In the report of the trust, Mr Wright said: “Following a strong period of returns in the market over the past several years, it is reasonable to expect a few periods where overall returns might be lower.
“Despite the recent correction, the UK market is currently trading around its long term average and many stocks are on peak margins.
"While this need not be a cause for immediate concern, I believe it constrains the ability of the overall market to continue to make above average returns in the future, and leaves it more vulnerable to a shock.”
He added that banks and other financial companies are one of the few areas where he thinks there is value right now.
Andrew Hunt, who runs the £45m Standard Life UK Recovery fund, said the best opportunities in the UK market last year were in the mining sector.

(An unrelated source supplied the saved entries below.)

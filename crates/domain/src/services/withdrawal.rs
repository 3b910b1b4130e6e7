//! Withdrawal request validation and fees.

use rust_decimal::Decimal;

use crate::error::{DomainError, DomainResult};
use crate::models::sys_config::CommissionSettings;
use crate::models::withdraw::{WithdrawQuote, WithdrawRequest};
use crate::money::{percent_of, round_money};

/// Shown when the user already hit today's withdrawal count.
pub const DAILY_WITHDRAW_LIMIT_MESSAGE: &str = "今日提现次数已达上限";

/// Validates a withdrawal against the current settings and prices its fee.
///
/// `today_count` is the user's withdrawals today that are pending, approved
/// or completed.
pub fn quote_withdrawal(
    request: &WithdrawRequest,
    settings: &CommissionSettings,
    today_count: i64,
) -> DomainResult<WithdrawQuote> {
    let amount = request.amount;
    if amount <= Decimal::ZERO {
        return Err(DomainError::invalid("Withdrawal amount must be positive"));
    }
    if round_money(amount) != amount {
        return Err(DomainError::invalid("Withdrawal amount must have at most 2 decimals"));
    }
    if amount < settings.min_withdraw || amount > settings.max_withdraw {
        return Err(DomainError::invalid(format!(
            "Withdrawal amount must be between {} and {}",
            settings.min_withdraw, settings.max_withdraw
        )));
    }
    if !settings.withdraw_methods.contains(&request.withdraw_type) {
        return Err(DomainError::invalid(format!(
            "Withdrawal method {} is not available",
            request.withdraw_type
        )));
    }
    if today_count >= settings.daily_withdraw_count {
        return Err(DomainError::QuotaExceeded(DAILY_WITHDRAW_LIMIT_MESSAGE.to_string()));
    }

    let fee = percent_of(amount, settings.withdraw_fee);
    let actual_amount = amount - fee;
    if actual_amount.is_sign_negative() {
        return Err(DomainError::invalid("Withdrawal fee exceeds the amount"));
    }

    Ok(WithdrawQuote {
        amount,
        fee,
        actual_amount,
    })
}

#[cfg(test)]
mod tests {
    use super::*;
    use crate::models::commission::CommissionAccount;
    use crate::models::withdraw::WithdrawType;

    fn dec(s: &str) -> Decimal {
        s.parse().unwrap()
    }

    fn request(amount: &str, withdraw_type: WithdrawType) -> WithdrawRequest {
        WithdrawRequest {
            amount: dec(amount),
            withdraw_type,
            account_name: "Zhang San".into(),
            account_no: "zhangsan@example.com".into(),
        }
    }

    fn settings() -> CommissionSettings {
        CommissionSettings {
            withdraw_fee: dec("2"),
            withdraw_methods: vec![WithdrawType::Alipay, WithdrawType::Bank],
            ..CommissionSettings::default()
        }
    }

    #[test]
    fn test_fee_and_freeze() {
        let quote = quote_withdrawal(&request("30.00", WithdrawType::Alipay), &settings(), 0).unwrap();
        assert_eq!(quote.fee, dec("0.60"));
        assert_eq!(quote.actual_amount, dec("29.40"));

        let mut account = CommissionAccount {
            id: 1,
            user_id: 1,
            available: dec("100"),
            frozen: Decimal::ZERO,
            total_earnings: dec("100"),
            withdrawn: Decimal::ZERO,
        };
        let flow = account.freeze(quote.amount).unwrap();
        assert_eq!((account.available, account.frozen), (dec("70"), dec("30")));
        assert_eq!((flow.balance_before, flow.balance_after), (dec("100"), dec("70")));

        account.unfreeze(quote.amount).unwrap();
        assert_eq!((account.available, account.frozen), (dec("100"), Decimal::ZERO));
    }

    #[test]
    fn test_method_must_be_allowed() {
        let err = quote_withdrawal(&request("30", WithdrawType::Wechat), &settings(), 0).unwrap_err();
        assert!(matches!(err, DomainError::InvalidInput(_)));
    }

    #[test]
    fn test_amount_bounds() {
        assert!(quote_withdrawal(&request("9.99", WithdrawType::Alipay), &settings(), 0).is_err());
        assert!(quote_withdrawal(&request("50000.01", WithdrawType::Alipay), &settings(), 0).is_err());
        assert!(quote_withdrawal(&request("10.001", WithdrawType::Alipay), &settings(), 0).is_err());
    }

    #[test]
    fn test_daily_count_cap() {
        let err = quote_withdrawal(&request("30", WithdrawType::Alipay), &settings(), 3).unwrap_err();
        assert_eq!(err, DomainError::QuotaExceeded(DAILY_WITHDRAW_LIMIT_MESSAGE.into()));
        assert!(quote_withdrawal(&request("30", WithdrawType::Alipay), &settings(), 2).is_ok());
    }
}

But as the share prices of those assets have risen, he has been selling, and redirecting the capital into areas such as oil and resources, where he thinks the market is presently missing the investment opportunity.
James Dow, who runs the £577m Scottish American investment trust, which is a global income fund, said he has little interest in UK shares right now as he believes many companies will have to cut their dividends.
The fund managers Richard Buxton and Neil Woodford are among those who believe the UK economy will perform better than expected and this will boost the returns from UK shares.
Mr Woodford said he expects the UK economy to perform marginally better than is presently expected in the coming year, and this will be enough to boost the returns of UK domestically focused shares like banks in which he is invested.
Mr Woodford said he expects the UK economy to grow by 2 per cent this year, a forecast far in excess of the 1.5 per cent expected by the government.He said the fundamentals of the UK economy are improving, rather than deteriorating and he expects growth in most of the rest of the world to slow down.
The recent decline in the pace of UK GDP growth, at just 0.1 per cent in the first quarter in 2018, has been mirrored by a similar reduction in the US, and in most Eurozone countries.